What the exercise asks |
Would you please copy every line below that includes the string "LeaveResponse"?

Recorded information |
//! # Department Repository

use std::collections::HashMap;

use chrono::{DateTime, Utc};
use sea_orm::{
    ActiveModelTrait, ColumnTrait, ConnectionTrait, DatabaseConnection, EntityTrait,
    IntoActiveModel, PaginatorTrait, QueryFilter, QueryOrder, QuerySelect, Select, Set,
    TransactionTrait,
};

use super::{PageRequest, search_condition};
use crate::error::RepositoryError;
use crate::models::department::{
    self, ActiveModel as DepartmentActiveModel, Entity as Department, Model as DepartmentModel,
};
use crate::models::employee::{self, Entity as Employee};

const DUPLICATE_NAME: &str = "Department with this name already exists";

#[derive(Debug, Clone, Default)]
pub struct DepartmentFilter {
    pub search: Option<String>,
    pub is_active: Option<bool>,
}

#[derive(Debug, Clone)]
pub struct NewDepartment {
    pub name: String,
    pub description: Option<String>,
    pub head_id: Option<i32>,
    pub budget: Option<f64>,
    pub goals: Option<String>,
}

#[derive(Debug, Clone, Default)]
pub struct DepartmentChanges {
    pub name: Option<String>,
    pub description: Option<String>,
    pub head_id: Option<i32>,
    pub budget: Option<f64>,
    pub goals: Option<String>,
    pub is_active: Option<bool>,
}

pub struct DepartmentRepository<'a> {
    db: &'a DatabaseConnection,
}

fn live() -> Select<Department> {
    Department::find().filter(department::Column::DeletedAt.is_null())
}

impl<'a> DepartmentRepository<'a> {
    pub fn new(db: &'a DatabaseConnection) -> Self {
        Self { db }
    }

    pub async fn find_by_id(&self, id: i32) -> Result<Option<DepartmentModel>, RepositoryError> {
        live()
            .filter(department::Column::Id.eq(id))
            .one(self.db)
            .await
            .map_err(RepositoryError::database_error)
    }

    pub async fn get(&self, id: i32) -> Result<DepartmentModel, RepositoryError> {
        self.find_by_id(id)
            .await?
            .ok_or_else(|| RepositoryError::not_found("Department not found"))
    }

    pub async fn find_by_name(&self, name: &str) -> Result<Option<DepartmentModel>, RepositoryError> {
        live()
            .filter(department::Column::Name.eq(name))
            .one(self.db)
            .await
            .map_err(RepositoryError::database_error)
    }

    pub async fn find_by_ids(
        &self,
        ids: impl IntoIterator<Item = i32>,
    ) -> Result<HashMap<i32, DepartmentModel>, RepositoryError> {
        let mut ids: Vec<i32> = ids.into_iter().collect();
        ids.sort_unstable();
        ids.dedup();
        if ids.is_empty() {
            return Ok(HashMap::new());
        }

        let departments = live()
            .filter(department::Column::Id.is_in(ids))
            .all(self.db)
            .await
            .map_err(RepositoryError::database_error)?;

        Ok(departments.into_iter().map(|d| (d.id, d)).collect())
    }

    /// Alphabetical by name.
    pub async fn list(
        &self,
        filter: &DepartmentFilter,
        page: PageRequest,
    ) -> Result<(Vec<DepartmentModel>, u64), RepositoryError> {
        let mut query = live();
        if let Some(is_active) = filter.is_active {
            query = query.filter(department::Column::IsActive.eq(is_active));
        }
        if let Some(search) = filter.search.as_deref().filter(|s| !s.trim().is_empty()) {
            query = query.filter(search_condition(
                &[department::Column::Name, department::Column::Description],
                search,
            ));
        }

        let total = query
            .clone()
            .count(self.db)
            .await
            .map_err(RepositoryError::database_error)?;

        let departments = query
            .order_by_asc(department::Column::Name)
            .offset(page.offset())
            .limit(page.limit)
            .all(self.db)
            .await
            .map_err(RepositoryError::database_error)?;

        Ok((departments, total))
    }

    pub async fn create(
        &self,
        new: NewDepartment,
        now: DateTime<Utc>,
    ) -> Result<DepartmentModel, RepositoryError> {
        if let Some(head_id) = new.head_id {
            ensure_head(self.db, head_id).await?;
        }

        DepartmentActiveModel {
            name: Set(new.name),
            description: Set(new.description),
            head_id: Set(new.head_id),
            budget: Set(new.budget),
            goals: Set(new.goals),
            is_active: Set(true),
            created_at: Set(now.into()),
            updated_at: Set(now.into()),
            ..Default::default()
        }
        .insert(self.db)
        .await
        .map_err(RepositoryError::unique_or_database(DUPLICATE_NAME))
    }

    pub async fn update(
        &self,
        id: i32,
        changes: DepartmentChanges,
        now: DateTime<Utc>,
    ) -> Result<DepartmentModel, RepositoryError> {
        let existing = self.get(id).await?;
        if let Some(head_id) = changes.head_id {
            ensure_head(self.db, head_id).await?;
        }

        let mut active = existing.into_active_model();
        if let Some(v) = changes.name {
            active.name = Set(v);
        }
        if let Some(v) = changes.description {
            active.description = Set(Some(v));
        }
        if let Some(v) = changes.head_id {
            active.head_id = Set(Some(v));
        }
        if let Some(v) = changes.budget {
            active.budget = Set(Some(v));
        }
        if let Some(v) = changes.goals {
            active.goals = Set(Some(v));
        }
        if let Some(v) = changes.is_active {
            active.is_active = Set(v);
        }
        active.updated_at = Set(now.into());

        active
            .update(self.db)
            .await
            .map_err(RepositoryError::unique_or_database(DUPLICATE_NAME))
    }

    /// Soft-delete a department that no live employee references.
    pub async fn soft_delete(&self, id: i32, now: DateTime<Utc>) -> Result<(), RepositoryError> {
        let txn = self.db.begin().await.map_err(RepositoryError::database_error)?;

        let existing = live()
            .filter(department::Column::Id.eq(id))
            .one(&txn)
            .await
            .map_err(RepositoryError::database_error)?
            .ok_or_else(|| RepositoryError::not_found("Department not found"))?;

        let members = Employee::find()
            .filter(employee::Column::DepartmentId.eq(id))
            .filter(employee::Column::DeletedAt.is_null())
            .count(&txn)
            .await
            .map_err(RepositoryError::database_error)?;
        if members > 0 {
            return Err(RepositoryError::conflict(
                "Cannot delete department with existing employees",
            ));
        }

        let mut active = existing.into_active_model();
        active.deleted_at = Set(Some(now.into()));
        active.updated_at = Set(now.into());
        active
            .update(&txn)
            .await
            .map_err(RepositoryError::database_error)?;

        txn.commit().await.map_err(RepositoryError::database_error)?;
        Ok(())
    }
}

async fn ensure_head<C: ConnectionTrait>(conn: &C, employee_id: i32) -> Result<(), RepositoryError> {
    let found = Employee::find()
        .filter(employee::Column::Id.eq(employee_id))
        .filter(employee::Column::DeletedAt.is_null())
        .count(conn)
        .await
        .map_err(RepositoryError::database_error)?;

    if found == 0 {
        return Err(RepositoryError::validation_error("Department head not found"));
    }
    Ok(())
}
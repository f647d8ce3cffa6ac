//! Telemetry utilities: global subscriber setup and request-scoped trace IDs.

use std::any::type_name_of_val;
use std::sync::atomic::{AtomicBool, Ordering};

use axum::{
    extract::Request,
    http::{HeaderName, HeaderValue},
    middleware::Next,
    response::Response,
};
use log::LevelFilter;
use thiserror::Error;
use tokio::task_local;
use tracing::Instrument;
use tracing_log::LogTracer;
use tracing_subscriber::{
    EnvFilter, fmt,
    layer::Layer,
    layer::SubscriberExt,
    util::{SubscriberInitExt, TryInitError},
};

use crate::config::AppConfig;

pub const TRACE_ID_HEADER: HeaderName = HeaderName::from_static("x-trace-id");

/// Trace context containing request correlation ID.
#[derive(Debug, Clone)]
pub struct TraceContext {
    pub trace_id: String,
}

task_local! {
    static ACTIVE_TRACE_CONTEXT: TraceContext;
}

/// Errors that can occur while initializing global telemetry.
#[derive(Debug, Error)]
pub enum TelemetryInitError {
    #[error("failed to install log tracer bridge: {0}")]
    LogTracer(#[from] log::SetLoggerError),
    #[error("failed to install tracing subscriber: {0}")]
    Subscriber(#[from] TryInitError),
}

static TELEMETRY_INITIALIZED: AtomicBool = AtomicBool::new(false);

/// Initialize global tracing/logging exactly once, wiring `log::` macros into the tracing pipeline.
pub fn init_tracing(config: &AppConfig) -> Result<(), TelemetryInitError> {
    if TELEMETRY_INITIALIZED
        .compare_exchange(false, true, Ordering::SeqCst, Ordering::SeqCst)
        .is_err()
    {
        return Ok(());
    }

    // sea-orm and sqlx log through `log::`
    if let Err(err) = LogTracer::builder()
        .with_max_level(LevelFilter::Trace)
        .init()
    {
        let logger_type = type_name_of_val(log::logger());
        if !logger_type.contains("LogTracer") {
            eprintln!(
                "Warning: Failed to install log tracer bridge: {}. `log::` records will not reach the subscriber.",
                err
            );
        }
    }

    let env_filter =
        EnvFilter::try_from_default_env().unwrap_or_else(|_| EnvFilter::new(&config.log_level));

    let fmt_layer = match config.log_format.as_str() {
        "pretty" => fmt::layer().pretty().boxed(),
        _ => fmt::layer().json().boxed(),
    };

    if let Err(err) = tracing_subscriber::registry()
        .with(env_filter)
        .with(fmt_layer)
        .try_init()
    {
        TELEMETRY_INITIALIZED.store(false, Ordering::SeqCst);
        eprintln!(
            "Warning: Failed to set global tracing subscriber: {}. Default subscriber remains in effect.",
            err
        );
    }

    Ok(())
}

/// Execute `future` within the provided trace context, making it available through task-local
/// storage for the duration of the request.
pub async fn with_trace_context<Fut, R>(context: TraceContext, future: Fut) -> R
where
    Fut: std::future::Future<Output = R>,
{
    ACTIVE_TRACE_CONTEXT.scope(context, future).await
}

/// Get the currently active trace ID, if one has been set for the running task.
pub fn current_trace_id() -> Option<String> {
    ACTIVE_TRACE_CONTEXT
        .try_with(|ctx| ctx.trace_id.clone())
        .ok()
}

/// Assigns every request a trace ID (reusing an inbound `X-Trace-Id` when
/// present), scopes it for the handler and echoes it on the response.
pub async fn trace_id_middleware(mut request: Request, next: Next) -> Response {
    let trace_id = request
        .headers()
        .get(&TRACE_ID_HEADER)
        .and_then(|value| value.to_str().ok())
        .filter(|value| !value.is_empty() && value.len() <= 128)
        .map(str::to_string)
        .unwrap_or_else(|| uuid::Uuid::new_v4().to_string());

    let context = TraceContext {
        trace_id: trace_id.clone(),
    };
    request.extensions_mut().insert(context.clone());

    let span = tracing::info_span!(
        "request",
        trace_id = %trace_id,
        method = %request.method(),
        path = %request.uri().path()
    );

    let mut response = with_trace_context(context, next.run(request))
        .instrument(span)
        .await;
    if let Ok(value) = HeaderValue::from_str(&trace_id) {
        response.headers_mut().insert(TRACE_ID_HEADER, value);
    }
    response
}
//! # Leave API Handlers
//!
//! Leave requests and the approval workflow. Callers with the `employee`
//! role act only on their own linked employee record.

use std::collections::HashMap;

use axum::{extract::State, http::StatusCode, response::Json};
use chrono::{DateTime, NaiveDate, Utc};
use metrics::counter;
use sea_orm::{DatabaseConnection, Iterable};
use serde::{Deserialize, Serialize};
use utoipa::{IntoParams, ToSchema};

use crate::auth::{AuthUser, LEAVE_APPROVERS};
use crate::error::{ApiError, RepositoryError, forbidden};
use crate::handlers::employees::{EmployeeResponse, EmployeeSummary, employee_views};
use crate::handlers::types::{
    ApiJson, ApiPath, ApiQuery, FieldErrors, MessageResponse, PageParams, Pagination,
};
use crate::models::employee::Model as EmployeeModel;
use crate::models::leave::Model as LeaveModel;
use crate::models::{LeaveStatus, LeaveType, Role};
use crate::repositories::leave::{
    ApprovalDecision, Approver, LeaveChanges, LeaveFilter, NewLeave,
};
use crate::repositories::{EmployeeRepository, LeaveRepository, UserRepository};
use crate::server::AppState;

#[derive(Debug, Clone, Serialize, Deserialize, ToSchema)]
#[serde(rename_all = "camelCase")]
pub struct LeaveResponse {
    #[schema(example = 11)]
    pub id: i32,
    pub employee_id: i32,
    pub employee: Option<EmployeeResponse>,
    #[serde(rename = "type")]
    pub leave_type: LeaveType,
    #[schema(example = "2024-06-10")]
    pub start_date: NaiveDate,
    #[schema(example = "2024-06-12")]
    pub end_date: NaiveDate,
    /// Inclusive day count
    #[schema(example = 3)]
    pub days: i32,
    #[schema(example = "Family trip")]
    pub reason: String,
    pub status: LeaveStatus,
    /// Employee record of the approver, when the approving user has one
    pub approver_id: Option<i32>,
    pub approver: Option<EmployeeSummary>,
    pub approved_by_user_id: Option<i32>,
    pub approved_at: Option<DateTime<Utc>>,
    pub comments: Option<String>,
    pub attachment_url: Option<String>,
    pub created_at: DateTime<Utc>,
    pub updated_at: DateTime<Utc>,
}

impl LeaveResponse {
    fn build(
        leave: LeaveModel,
        employees: &HashMap<i32, EmployeeResponse>,
        approvers: &HashMap<i32, EmployeeModel>,
    ) -> Self {
        Self {
            id: leave.id,
            employee_id: leave.employee_id,
            employee: employees.get(&leave.employee_id).cloned(),
            leave_type: leave.leave_type,
            start_date: leave.start_date,
            end_date: leave.end_date,
            days: leave.days,
            reason: leave.reason,
            status: leave.status,
            approver_id: leave.approver_id,
            approver: leave
                .approver_id
                .and_then(|id| approvers.get(&id))
                .map(EmployeeSummary::from),
            approved_by_user_id: leave.approved_by_user_id,
            approved_at: leave.approved_at.map(|t| t.to_utc()),
            comments: leave.comments,
            attachment_url: leave.attachment_url,
            created_at: leave.created_at.to_utc(),
            updated_at: leave.updated_at.to_utc(),
        }
    }
}

/// Preload requesting employees (with department) and approvers.
async fn leave_views(
    db: &DatabaseConnection,
    leaves: Vec<LeaveModel>,
) -> Result<Vec<LeaveResponse>, RepositoryError> {
    let repo = EmployeeRepository::new(db);
    let requesters = repo
        .find_by_ids(leaves.iter().map(|l| l.employee_id))
        .await?;
    let approvers = repo
        .find_by_ids(leaves.iter().filter_map(|l| l.approver_id))
        .await?;

    let employees: HashMap<i32, EmployeeResponse> =
        employee_views(db, requesters.into_values().collect())
            .await?
            .into_iter()
            .map(|e| (e.id, e))
            .collect();

    Ok(leaves
        .into_iter()
        .map(|l| LeaveResponse::build(l, &employees, &approvers))
        .collect())
}

async fn leave_view(
    db: &DatabaseConnection,
    leave: LeaveModel,
) -> Result<LeaveResponse, RepositoryError> {
    leave_views(db, vec![leave])
        .await?
        .pop()
        .ok_or_else(|| RepositoryError::not_found("Leave not found"))
}

/// The employee record linked to the caller's account, if any.
async fn caller_employee_id(state: &AppState, user: AuthUser) -> Result<Option<i32>, ApiError> {
    Ok(UserRepository::new(&state.db)
        .get(user.user_id)
        .await?
        .employee_id)
}

/// Employees may only touch leaves of their own employee record.
async fn ensure_may_act_for(
    state: &AppState,
    user: AuthUser,
    employee_id: i32,
) -> Result<(), ApiError> {
    if user.role != Role::Employee {
        return Ok(());
    }
    if caller_employee_id(state, user).await? == Some(employee_id) {
        Ok(())
    } else {
        tracing::info!(
            user_id = user.user_id,
            employee_id,
            "Employee tried to act on another employee's leave"
        );
        Err(forbidden(Some(
            "Employees can only manage their own leave requests",
        )))
    }
}

/// Query parameters for listing leaves
#[derive(Debug, Default, Deserialize, IntoParams)]
#[into_params(parameter_in = Query)]
pub struct ListLeavesQuery {
    /// 1-based page number (default: 1)
    pub page: Option<i64>,
    /// Items per page (default: 10, max: 100)
    pub limit: Option<i64>,
    /// Employee id
    pub employee: Option<i32>,
    pub status: Option<LeaveStatus>,
    #[serde(rename = "type")]
    pub leave_type: Option<LeaveType>,
    /// Leaves starting on or after this day
    pub start_date: Option<NaiveDate>,
    /// Leaves ending on or before this day
    pub end_date: Option<NaiveDate>,
}

#[derive(Debug, Serialize, ToSchema)]
pub struct LeavesResponse {
    pub leaves: Vec<LeaveResponse>,
    pub pagination: Pagination,
}

#[derive(Debug, Deserialize, ToSchema)]
#[serde(rename_all = "camelCase")]
pub struct CreateLeaveRequest {
    #[schema(example = 3)]
    pub employee_id: i32,
    #[serde(rename = "type")]
    pub leave_type: LeaveType,
    #[schema(example = "2024-06-10")]
    pub start_date: NaiveDate,
    #[schema(example = "2024-06-12")]
    pub end_date: NaiveDate,
    #[schema(example = "Family trip")]
    pub reason: String,
    pub attachment_url: Option<String>,
}

/// Partial update of a pending leave
#[derive(Debug, Default, Deserialize, ToSchema)]
#[serde(rename_all = "camelCase")]
pub struct UpdateLeaveRequest {
    #[serde(rename = "type")]
    pub leave_type: Option<LeaveType>,
    pub start_date: Option<NaiveDate>,
    pub end_date: Option<NaiveDate>,
    pub reason: Option<String>,
    pub attachment_url: Option<String>,
}

#[derive(Debug, Deserialize, ToSchema)]
pub struct ApproveLeaveRequest {
    /// `Approved` or `Rejected`
    pub status: ApprovalDecision,
    #[schema(example = "Enjoy the break")]
    pub comments: Option<String>,
}

#[derive(Debug, Serialize, ToSchema)]
#[serde(rename_all = "camelCase")]
pub struct LeaveTypesResponse {
    pub leave_types: Vec<LeaveType>,
}

#[derive(Debug, Serialize, ToSchema)]
#[serde(rename_all = "camelCase")]
pub struct LeaveStatusesResponse {
    pub leave_statuses: Vec<LeaveStatus>,
}

fn provided(value: Option<String>) -> Option<String> {
    value
        .map(|v| v.trim().to_string())
        .filter(|v| !v.is_empty())
}

/// List leave requests
#[utoipa::path(
    get,
    path = "/api/v1/leaves",
    security(("bearer_auth" = [])),
    params(ListLeavesQuery),
    responses(
        (status = 200, description = "Leaves listed, newest first", body = LeavesResponse),
        (status = 400, description = "Malformed filter", body = ApiError),
        (status = 401, description = "Missing or invalid bearer token", body = ApiError)
    ),
    tag = "leaves"
)]
pub async fn list_leaves(
    State(state): State<AppState>,
    _user: AuthUser,
    ApiQuery(query): ApiQuery<ListLeavesQuery>,
) -> Result<Json<LeavesResponse>, ApiError> {
    let page = PageParams::resolve(query.page, query.limit);
    let filter = LeaveFilter {
        employee_id: query.employee,
        status: query.status,
        leave_type: query.leave_type,
        start_date: query.start_date,
        end_date: query.end_date,
    };

    let (leaves, total) = LeaveRepository::new(&state.db)
        .list(&filter, page)
        .await?;

    Ok(Json(LeavesResponse {
        leaves: leave_views(&state.db, leaves).await?,
        pagination: Pagination::new(page, total),
    }))
}

/// Get a leave request by id
#[utoipa::path(
    get,
    path = "/api/v1/leaves/{id}",
    security(("bearer_auth" = [])),
    params(("id" = i32, Path, description = "Leave id")),
    responses(
        (status = 200, description = "Leave found", body = LeaveResponse),
        (status = 404, description = "Leave not found", body = ApiError)
    ),
    tag = "leaves"
)]
pub async fn get_leave(
    State(state): State<AppState>,
    _user: AuthUser,
    ApiPath(id): ApiPath<i32>,
) -> Result<Json<LeaveResponse>, ApiError> {
    let leave = LeaveRepository::new(&state.db).get(id).await?;
    Ok(Json(leave_view(&state.db, leave).await?))
}

/// Request leave
#[utoipa::path(
    post,
    path = "/api/v1/leaves",
    security(("bearer_auth" = [])),
    request_body = CreateLeaveRequest,
    responses(
        (status = 201, description = "Leave requested", body = LeaveResponse),
        (status = 400, description = "Validation failed or end before start", body = ApiError),
        (status = 403, description = "Not the caller's own employee record", body = ApiError),
        (status = 404, description = "Employee not found", body = ApiError),
        (status = 409, description = "Overlaps a pending or approved leave", body = ApiError, example = json!({
            "code": "CONFLICT",
            "message": "Employee has overlapping leave during this period",
            "trace_id": "corr-12345678"
        }))
    ),
    tag = "leaves"
)]
pub async fn create_leave(
    State(state): State<AppState>,
    user: AuthUser,
    ApiJson(body): ApiJson<CreateLeaveRequest>,
) -> Result<(StatusCode, Json<LeaveResponse>), ApiError> {
    FieldErrors::new().required("reason", &body.reason).finish()?;
    ensure_may_act_for(&state, user, body.employee_id).await?;

    let leave = LeaveRepository::new(&state.db)
        .create(
            NewLeave {
                employee_id: body.employee_id,
                leave_type: body.leave_type,
                start_date: body.start_date,
                end_date: body.end_date,
                reason: body.reason.trim().to_string(),
                attachment_url: provided(body.attachment_url),
            },
            Utc::now(),
        )
        .await?;
    tracing::info!(
        leave_id = leave.id,
        employee_id = leave.employee_id,
        days = leave.days,
        "Leave requested"
    );

    Ok((StatusCode::CREATED, Json(leave_view(&state.db, leave).await?)))
}

/// Edit a pending leave request
#[utoipa::path(
    put,
    path = "/api/v1/leaves/{id}",
    security(("bearer_auth" = [])),
    params(("id" = i32, Path, description = "Leave id")),
    request_body = UpdateLeaveRequest,
    responses(
        (status = 200, description = "Leave updated", body = LeaveResponse),
        (status = 400, description = "Not pending, or end before start", body = ApiError),
        (status = 403, description = "Not the caller's own leave", body = ApiError),
        (status = 404, description = "Leave not found", body = ApiError),
        (status = 409, description = "New dates overlap another leave", body = ApiError)
    ),
    tag = "leaves"
)]
pub async fn update_leave(
    State(state): State<AppState>,
    user: AuthUser,
    ApiPath(id): ApiPath<i32>,
    ApiJson(body): ApiJson<UpdateLeaveRequest>,
) -> Result<Json<LeaveResponse>, ApiError> {
    let repo = LeaveRepository::new(&state.db);
    let existing = repo.get(id).await?;
    ensure_may_act_for(&state, user, existing.employee_id).await?;

    let leave = repo
        .update(
            id,
            LeaveChanges {
                leave_type: body.leave_type,
                start_date: body.start_date,
                end_date: body.end_date,
                reason: provided(body.reason),
                attachment_url: provided(body.attachment_url),
            },
            Utc::now(),
        )
        .await?;

    Ok(Json(leave_view(&state.db, leave).await?))
}

/// Cancel a pending leave request
#[utoipa::path(
    delete,
    path = "/api/v1/leaves/{id}",
    security(("bearer_auth" = [])),
    params(("id" = i32, Path, description = "Leave id")),
    responses(
        (status = 200, description = "Leave cancelled", body = MessageResponse),
        (status = 400, description = "Leave is not pending", body = ApiError),
        (status = 403, description = "Not the caller's own leave", body = ApiError),
        (status = 404, description = "Leave not found", body = ApiError)
    ),
    tag = "leaves"
)]
pub async fn cancel_leave(
    State(state): State<AppState>,
    user: AuthUser,
    ApiPath(id): ApiPath<i32>,
) -> Result<Json<MessageResponse>, ApiError> {
    let repo = LeaveRepository::new(&state.db);
    let existing = repo.get(id).await?;
    ensure_may_act_for(&state, user, existing.employee_id).await?;

    repo.cancel(id, Utc::now()).await?;
    tracing::info!(leave_id = id, by = user.user_id, "Leave cancelled");

    Ok(MessageResponse::new("Leave cancelled successfully"))
}

/// Approve or reject a pending leave (admin, hr, manager)
#[utoipa::path(
    post,
    path = "/api/v1/leaves/{id}/approve",
    security(("bearer_auth" = [])),
    params(("id" = i32, Path, description = "Leave id")),
    request_body = ApproveLeaveRequest,
    responses(
        (status = 200, description = "Decision recorded", body = MessageResponse, example = json!({
            "message": "Leave Approved successfully"
        })),
        (status = 400, description = "Leave is not pending approval, or invalid status", body = ApiError),
        (status = 403, description = "Role not permitted", body = ApiError),
        (status = 404, description = "Leave not found", body = ApiError)
    ),
    tag = "leaves"
)]
pub async fn approve_leave(
    State(state): State<AppState>,
    user: AuthUser,
    ApiPath(id): ApiPath<i32>,
    ApiJson(body): ApiJson<ApproveLeaveRequest>,
) -> Result<Json<MessageResponse>, ApiError> {
    user.require_role(LEAVE_APPROVERS)?;

    let approver = Approver {
        user_id: user.user_id,
        employee_id: caller_employee_id(&state, user).await?,
    };
    let leave = LeaveRepository::new(&state.db)
        .decide(id, body.status, approver, provided(body.comments), Utc::now())
        .await?;

    let label = match body.status {
        ApprovalDecision::Approved => "Approved",
        ApprovalDecision::Rejected => "Rejected",
    };
    counter!("hr_leave_decisions_total", "decision" => label).increment(1);
    tracing::info!(
        leave_id = leave.id,
        decision = label,
        by = user.user_id,
        "Leave decided"
    );

    Ok(MessageResponse::new(format!("Leave {label} successfully")))
}

/// Every leave type
#[utoipa::path(
    get,
    path = "/api/v1/leaves/types",
    security(("bearer_auth" = [])),
    responses((status = 200, description = "Leave types", body = LeaveTypesResponse)),
    tag = "leaves"
)]
pub async fn leave_types(_user: AuthUser) -> Json<LeaveTypesResponse> {
    Json(LeaveTypesResponse {
        leave_types: LeaveType::iter().collect(),
    })
}

/// Every leave status
#[utoipa::path(
    get,
    path = "/api/v1/leaves/statuses",
    security(("bearer_auth" = [])),
    responses((status = 200, description = "Leave statuses", body = LeaveStatusesResponse)),
    tag = "leaves"
)]
pub async fn leave_statuses(_user: AuthUser) -> Json<LeaveStatusesResponse> {
    Json(LeaveStatusesResponse {
        leave_statuses: LeaveStatus::iter().collect(),
    })
}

Reply to the task |
pub struct LeaveResponse {
impl LeaveResponse {
) -> Result<Vec<LeaveResponse>, RepositoryError> {
        .map(|l| LeaveResponse::build(l, &employees, &approvers))
) -> Result<LeaveResponse, RepositoryError> {
    pub leaves: Vec<LeaveResponse>,
        (status = 200, description = "Leave found", body = LeaveResponse),
) -> Result<Json<LeaveResponse>, ApiError> {
        (status = 201, description = "Leave requested", body = LeaveResponse),
) -> Result<(StatusCode, Json<LeaveResponse>), ApiError> {
        (status = 200, description = "Leave updated", body = LeaveResponse),
) -> Result<Json<LeaveResponse>, ApiError> {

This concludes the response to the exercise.